Obadiah compte les promesses d'investissement de Kurt qu'il n'a pas lancées: Votre gaspillage mental produit des contractions collectives

Le président de la LDK, Lumir Abdixhiku, a critiqué le gouvernement Kurti parce qu'il n'avait pas réalisé les investissements en capital au Kosovo. “passe par le gouvernement de la deuxième année, le deuxième été de la période de production, et aucun projet d'investissement ne prend forme dans notre pays.
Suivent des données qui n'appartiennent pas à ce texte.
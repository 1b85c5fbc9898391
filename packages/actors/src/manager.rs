//! Producer-facing facade over the actor system.

use std::sync::Arc;

use relay_core::{
    Job, JobError, JobEvent, JobId, JobProperties, JobStatus, JobStore, QueueStats,
    TopologyEvent, TopologyEventListener,
};
use ractor::{ActorRef, RpcReplyPort};
use tokio::sync::broadcast;
use tokio::task::JoinHandle;

use crate::config::EngineConfig;
use crate::consumer::{ConsumerHandle, ConsumerRegistry, ConsumerTopicsProvider, JobConsumer};
use crate::messages::{QueueMessage, SupervisorMessage};
use crate::registry::QueueRegistry;
use crate::supervisor::{SupervisorArgs, start_supervisor};

/// Send a request to a queue actor and wait for its reply.
async fn ask<T, F>(actor: &ActorRef<QueueMessage>, build: F) -> Result<T, JobError>
where
    T: Send + 'static,
    F: FnOnce(RpcReplyPort<T>) -> QueueMessage,
{
    let (tx, rx) = ractor::concurrency::oneshot();
    actor
        .send_message(build(tx.into()))
        .map_err(|_| JobError::ShuttingDown)?;
    rx.await
        .map_err(|_| JobError::Engine("queue actor dropped the request".into()))
}

/// Entry point of the job engine.
///
/// Owns the supervisor and the per-engine registries. Every queue runs in its
/// own actor, so producers of different queues never wait on each other.
pub struct JobManager {
    supervisor: ActorRef<SupervisorMessage>,
    supervisor_handle: JoinHandle<()>,
    registry: Arc<QueueRegistry>,
    consumers: Arc<ConsumerRegistry>,
    store: Arc<dyn JobStore>,
    event_tx: broadcast::Sender<JobEvent>,
}

impl JobManager {
    /// Start an engine over `store`.
    pub async fn start(config: EngineConfig, store: Arc<dyn JobStore>) -> Result<Self, JobError> {
        config.validate()?;

        let (event_tx, _) = broadcast::channel(config.event_capacity);
        let consumers = Arc::new(ConsumerRegistry::with_filters(
            &config.consumer_whitelist,
            &config.consumer_blacklist,
        ));
        let registry = Arc::new(QueueRegistry::new(
            config.queues.clone(),
            config.main_queue.clone(),
        ));

        let (supervisor, supervisor_handle) = start_supervisor(SupervisorArgs {
            registry: registry.clone(),
            store: store.clone(),
            consumers: consumers.clone(),
            event_tx: event_tx.clone(),
            is_leader: config.assume_leader,
            tick_interval: config.tick_interval(),
        })
        .await
        .map_err(|e| JobError::Engine(format!("failed to start supervisor: {}", e)))?;

        tracing::info!(
            "Job engine started with queues: {}",
            registry.list_queues().join(", ")
        );

        Ok(Self {
            supervisor,
            supervisor_handle,
            registry,
            consumers,
            store,
            event_tx,
        })
    }

    /// Register a consumer for a topic or `prefix/*` pattern and wake the queues.
    pub fn register_consumer<C: JobConsumer>(
        &self,
        pattern: &str,
        consumer: C,
    ) -> Result<ConsumerHandle, JobError> {
        let handle = self.consumers.register(pattern, consumer)?;
        self.wake_queues();
        Ok(handle)
    }

    /// Remove a consumer registration.
    pub fn unregister_consumer(&self, handle: &ConsumerHandle) -> bool {
        let removed = self.consumers.unregister_handle(handle);
        if removed {
            self.wake_queues();
        }
        removed
    }

    pub fn consumers(&self) -> &Arc<ConsumerRegistry> {
        &self.consumers
    }

    /// Property provider advertising this engine's consumer topics.
    pub fn topics_provider(&self) -> ConsumerTopicsProvider {
        ConsumerTopicsProvider::new(self.consumers.clone())
    }

    fn wake_queues(&self) {
        let _ = self
            .supervisor
            .send_message(SupervisorMessage::ConsumersChanged);
    }

    /// Submit a job.
    ///
    /// With a `name`, the job id is the name and submitting it again while
    /// the first one is unfinished returns the existing job. Blocks while the
    /// target queue is at its pending bound.
    pub async fn add(
        &self,
        topic: &str,
        name: Option<&str>,
        properties: JobProperties,
    ) -> Result<Job, JobError> {
        if topic.is_empty() || topic.contains('*') {
            return Err(JobError::InvalidTopic(topic.to_string()));
        }

        let config = self.registry.route(topic);
        let handle = self
            .registry
            .get(&config.name)
            .ok_or_else(|| JobError::Engine(format!("queue '{}' is not running", config.name)))?;

        let permit = match &handle.capacity {
            Some(capacity) => Some(
                capacity
                    .clone()
                    .acquire_owned()
                    .await
                    .map_err(|_| JobError::ShuttingDown)?,
            ),
            None => None,
        };

        let id = name.map_or_else(JobId::generate, JobId::named);
        let job = Job::new(id, topic, &handle.config.name, properties);
        ask(&handle.actor, |reply| QueueMessage::Enqueue {
            job: Box::new(job),
            permit,
            reply,
        })
        .await?
    }

    /// Earliest job of a queue that has not been handed to a consumer yet.
    pub async fn get_head(&self, queue: &str) -> Result<Option<Job>, JobError> {
        match self.registry.get(queue) {
            Some(handle) => ask(&handle.actor, |reply| QueueMessage::GetHead { reply }).await,
            None => Ok(None),
        }
    }

    /// Status of a job. Unknown ids are reported as dropped.
    pub async fn get_status(&self, id: &JobId) -> Result<JobStatus, JobError> {
        Ok(self
            .store
            .get(id)
            .await?
            .map_or_else(JobStatus::unknown, |job| job.status()))
    }

    /// The stored job, if any.
    pub async fn get_job(&self, id: &JobId) -> Result<Option<Job>, JobError> {
        Ok(self.store.get(id).await?)
    }

    /// Remove a job whatever its state. Removing an unknown job succeeds.
    ///
    /// An active consumer is left to finish; its result is ignored.
    pub async fn remove(&self, id: &JobId) -> Result<(), JobError> {
        let Some(job) = self.store.get(id).await? else {
            return Ok(());
        };
        if let Some(handle) = self.registry.get(&job.queue) {
            let owned = ask(&handle.actor, |reply| QueueMessage::Remove {
                job_id: id.clone(),
                reply,
            })
            .await??;
            if owned {
                return Ok(());
            }
        }
        // Terminal record, or a queue that no longer exists.
        self.store.delete(id).await?;
        Ok(())
    }

    /// Stop a queued or active job. Returns whether a job was stopped.
    pub async fn stop(&self, id: &JobId) -> Result<bool, JobError> {
        let Some(job) = self.store.get(id).await? else {
            return Ok(false);
        };
        if job.state.is_terminal() {
            return Ok(false);
        }
        match self.registry.get(&job.queue) {
            Some(handle) => {
                ask(&handle.actor, |reply| QueueMessage::Stop {
                    job_id: id.clone(),
                    reply,
                })
                .await?
            }
            None => Ok(false),
        }
    }

    /// Names of the running queues.
    pub fn queues(&self) -> Vec<String> {
        self.registry.list_queues()
    }

    /// Counters of a queue, `None` for unknown queues.
    pub async fn queue_stats(&self, queue: &str) -> Result<Option<QueueStats>, JobError> {
        match self.registry.get(queue) {
            Some(handle) => ask(&handle.actor, |reply| QueueMessage::GetStats { reply })
                .await
                .map(Some),
            None => Ok(None),
        }
    }

    /// Subscribe to engine events.
    pub fn subscribe(&self) -> broadcast::Receiver<JobEvent> {
        self.event_tx.subscribe()
    }

    /// Tell the queues whether the local instance leads its cluster.
    pub fn set_leader(&self, is_leader: bool) {
        let _ = self
            .supervisor
            .send_message(SupervisorMessage::LeadershipChanged { is_leader });
    }

    /// Topology listener feeding leadership changes into this engine.
    pub fn leadership_listener(&self) -> LeadershipListener {
        LeadershipListener {
            supervisor: self.supervisor.clone(),
        }
    }

    /// Stop every queue and wait for the supervisor to exit.
    pub async fn shutdown(self) -> Result<(), JobError> {
        tracing::info!("Shutting down job engine");
        let _ = self.supervisor.send_message(SupervisorMessage::Shutdown);
        self.supervisor_handle
            .await
            .map_err(|e| JobError::Engine(format!("supervisor did not exit cleanly: {}", e)))
    }
}

/// Gates leader-only queues on the local instance's leadership.
///
/// Leadership is only re-evaluated when a new view is known; while the
/// topology is changing the previous answer stays in effect.
#[derive(Clone)]
pub struct LeadershipListener {
    supervisor: ActorRef<SupervisorMessage>,
}

impl TopologyEventListener for LeadershipListener {
    fn handle_topology_event(&self, event: &TopologyEvent) {
        if let Some(view) = event.new_view() {
            let _ = self
                .supervisor
                .send_message(SupervisorMessage::LeadershipChanged {
                    is_leader: view.is_local_leader(),
                });
        }
    }
}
Pas un signe [...]
“passe par le gouvernement de la deuxième année, le deuxième été de la période de production, et aucun projet d'investissement ne prend forme dans notre pays. Pas même un signe gauche”, dit Obadiah.
Le leader du LDK a même posé quelques questions sur le travail de Kurt.
Quand avez-vous vu le premier ministre du Kosovo commencer, inaugurer ou même parler de grands projets n'importe où au Kosovo? Avec quel emploi a-t-il commencé ? Les promesses de 40 nids au Kosovo - 4 000 routes sociales, régionales, banques de développement et avoirs souverains - n ' ont même pas commencé sur le papier. Et tant qu'il faudra du temps pour qu'un projet commence et se termine, les deux prochains étés de ce mandat se dérouleront sans qu'un panneau quitte”.
Abdixhiku a déclaré que le Kosovo a besoin de développement, jusqu'à ce qu'il ajoute que le développement ne peut être réduit à certaines transactions bancaires de régime social.
Ce n'est pas qu'une banque. Le Kosovo, cependant, a besoin de grands projets audacieux; pour les investissements en capital dans les hôpitaux, les écoles, l'infrastructure routière, les stades, les salles culturelles et énergétiques) dans presque tous les domaines de la vie publique”.
Obadiah a également critiqué Kurt pour arrogance et raisonnement.
La fragilité mentale de ce gouvernement produit des contractions collectives de toute notre société. Le Kosovo semble aujourd'hui triste par rapport au rythme des travaux dans chaque État de la région. Et en l'absence de projets d'immobilisations, nous nous contentons des photos itinérantes, de l'arrogance du gouvernement et du raisonnement des 20 dernières années. C'est plus facile ce”.